3.1. Tyrosine and Serine Phosphorylative Response to Different Oxidant Species
Time dependent phosphorylative changes of the RBC membrane proteins have been measured comparing the effects of (i) diamide, a single electron oxidant that induces disulfide formation [9, 26], (ii) hydrogen peroxide (H2O2) that is physiologically generated from superoxide anion during methaemoglobin formation and by denatured hemoglobin products , and (iii) phenylhydrazine (PHZ) that reacts specifically with hemoglobin determining the formation of hemichromes which are capable of triggering ROS production [38, 39].
Diamide caused an intense and transient Tyr phosphorylation of band 3 and of proteins 4.1 and 4.2 though to a lesser extent and Ser phosphorylation changes in additional membrane protein (Figures 1(a), 1(b), and 2 and Table 1). H2O2 induced a phosphorylation response identical to diamide but at 10-fold higher concentration (data not shown). This is plausibly due to the potent scavenging activity of catalase and glutathione peroxidase in RBCs on H2O2.

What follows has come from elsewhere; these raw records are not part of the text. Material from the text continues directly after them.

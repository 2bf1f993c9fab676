//! Event handlers - board queries, edits and drag-and-drop moves.
//!
//! Every mutation holds the board lock until its writes are issued, so
//! the change sets of two moves never interleave in storage.

use crate::error::{AppError, Result};
use crate::storage::persist_events;
use crate::AppState;
use cronos_engine::{
    resolve_color, DayKey, Error as EngineError, Event, EventId, EventKind, MovePlan, MoveRequest,
    TitleColor,
};
use serde::{Deserialize, Serialize};

/// Request body for creating an event.
#[derive(Debug, Deserialize)]
#[serde(rename_all = "camelCase")]
pub struct CreateEventRequest {
    /// Day to add the event to
    pub date: DayKey,
    /// Copy title, text and color from this template
    pub template_id: Option<String>,
    /// Explicit fields, used when no template is given
    pub title: Option<String>,
    #[serde(rename = "type")]
    pub kind: Option<EventKind>,
    pub content: Option<String>,
    pub title_color: Option<TitleColor>,
}

/// Request body for a drag-and-drop move.
#[derive(Debug, Deserialize)]
#[serde(rename_all = "camelCase")]
pub struct MoveEventRequest {
    pub target_date: DayKey,
    pub target_index: i64,
}

/// Request body for marking an event done.
#[derive(Debug, Deserialize)]
pub struct CompletedRequest {
    pub completed: bool,
}

/// Events of one day in display order.
#[derive(Debug, Serialize)]
#[serde(rename_all = "camelCase")]
pub struct DayResponse {
    pub date: DayKey,
    pub events: Vec<Event>,
}

/// Response for a move.
#[derive(Debug, Serialize)]
#[serde(rename_all = "camelCase")]
pub struct MoveResponse {
    #[serde(flatten)]
    pub plan: MovePlan,
    /// Changed events that could not be written
    pub failed: Vec<EventId>,
}

/// Response for a delete.
#[derive(Debug, Serialize)]
#[serde(rename_all = "camelCase")]
pub struct DeleteResponse {
    pub removed: Event,
    /// Siblings re-ranked to close the gap
    pub changed: Vec<Event>,
    pub failed: Vec<EventId>,
}

/// All events, day by day in rank order.
pub async fn handle_list_events(state: &AppState) -> Vec<Event> {
    state.board.lock().await.events()
}

/// One day in display order.
pub async fn handle_get_day(state: &AppState, date: DayKey) -> DayResponse {
    let events = state.board.lock().await.day(&date).to_vec();
    DayResponse { date, events }
}

/// Create an event at the end of its day.
pub async fn handle_create_event(state: &AppState, request: CreateEventRequest) -> Result<Event> {
    let mut board = state.board.lock().await;

    let draft = match &request.template_id {
        Some(template_id) => {
            let template = state
                .store
                .get_template(template_id)
                .await?
                .ok_or_else(|| EngineError::TemplateNotFound(template_id.clone()))?;
            board.draft_from_template(&template, request.date.clone())
        }
        None => {
            let title = request
                .title
                .as_deref()
                .map(str::trim)
                .filter(|title| !title.is_empty())
                .ok_or_else(|| AppError::BadRequest("title or templateId is required".into()))?;
            let kind = request.kind.unwrap_or_default();
            Event::new(EventId::default(), request.date.clone(), kind, title)
                .with_content(request.content.clone().unwrap_or_default())
                .with_color(resolve_color(kind, request.title_color))
                .with_rank(board.day(&request.date).len() as i64)
        }
    };

    let saved = state.store.upsert_event(draft).await?;
    let placed = board.add_event(saved.clone());
    if !placed.same_placement(&saved) {
        state.store.upsert_event(placed.clone()).await?;
    }
    state.store.flush().await?;

    tracing::info!(event = %placed.id, date = %placed.date, "Created event");
    Ok(placed)
}

/// Move an event and persist the change set.
pub async fn handle_move_event(
    state: &AppState,
    event_id: EventId,
    request: MoveEventRequest,
) -> MoveResponse {
    let mut board = state.board.lock().await;

    let plan = board.move_event(&MoveRequest {
        event_id,
        target_date: request.target_date,
        target_index: request.target_index,
    });
    let failed = if plan.is_noop() {
        Vec::new()
    } else {
        persist_events(&state.store, &plan.changed).await
    };

    MoveResponse { plan, failed }
}

/// Mark an event done or pending.
pub async fn handle_set_completed(
    state: &AppState,
    event_id: EventId,
    request: CompletedRequest,
) -> Result<Event> {
    let mut board = state.board.lock().await;

    let event = board.set_completed(&event_id, request.completed)?;
    state.store.upsert_event(event.clone()).await?;
    state.store.flush().await?;
    Ok(event)
}

/// Delete an event and close the gap in its day.
pub async fn handle_delete_event(state: &AppState, event_id: EventId) -> Result<DeleteResponse> {
    let mut board = state.board.lock().await;

    let (removed, changed) = board.remove_event(&event_id)?;
    state.store.delete_event(&event_id).await?;
    let failed = persist_events(&state.store, &changed).await;

    tracing::info!(event = %event_id, closed = changed.len(), "Deleted event");
    Ok(DeleteResponse {
        removed,
        changed,
        failed,
    })
}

Conversely PHZ caused a slow phosphorylation response measurable only after 60 minutes of incubation (Figures 1(c) and 1(d)). Tyr phosphorylation of band 3 was one of the earliest events but additional proteins were also phosphorylated at Tyr and Ser residues after 120–360 minutes of incubation. These data were also supported by the absence of reactivity when the proteins were treated with λ-phosphatase, which was used to remove phosphate groups from blotted proteins (data not shown). Control experiments to exclude a direct oxidant effect of PHZ (2 mM) on isolated membranes revealed no effect on band 3 sulfhydryl groups (data not shown). The lack of short term effects of PHZ on membrane protein phosphorylation is coherent with its specific action on hemoglobin and the slow formation of hemichromes [38, 39]. A list of phosphorylated proteins, identified by mass spectrometry, is shown in Figure 2 and Table 1. At least one phosphorylation site has been identified on each phosphoprotein with the exception of protein 4.2. It should be noticed that similar protein phosphorylation patterns have been previously observed in pathological situations characterized by high content of hemicromes such as malaria infected RBCs, G6PD deficiency, and thalassemia [16, 18].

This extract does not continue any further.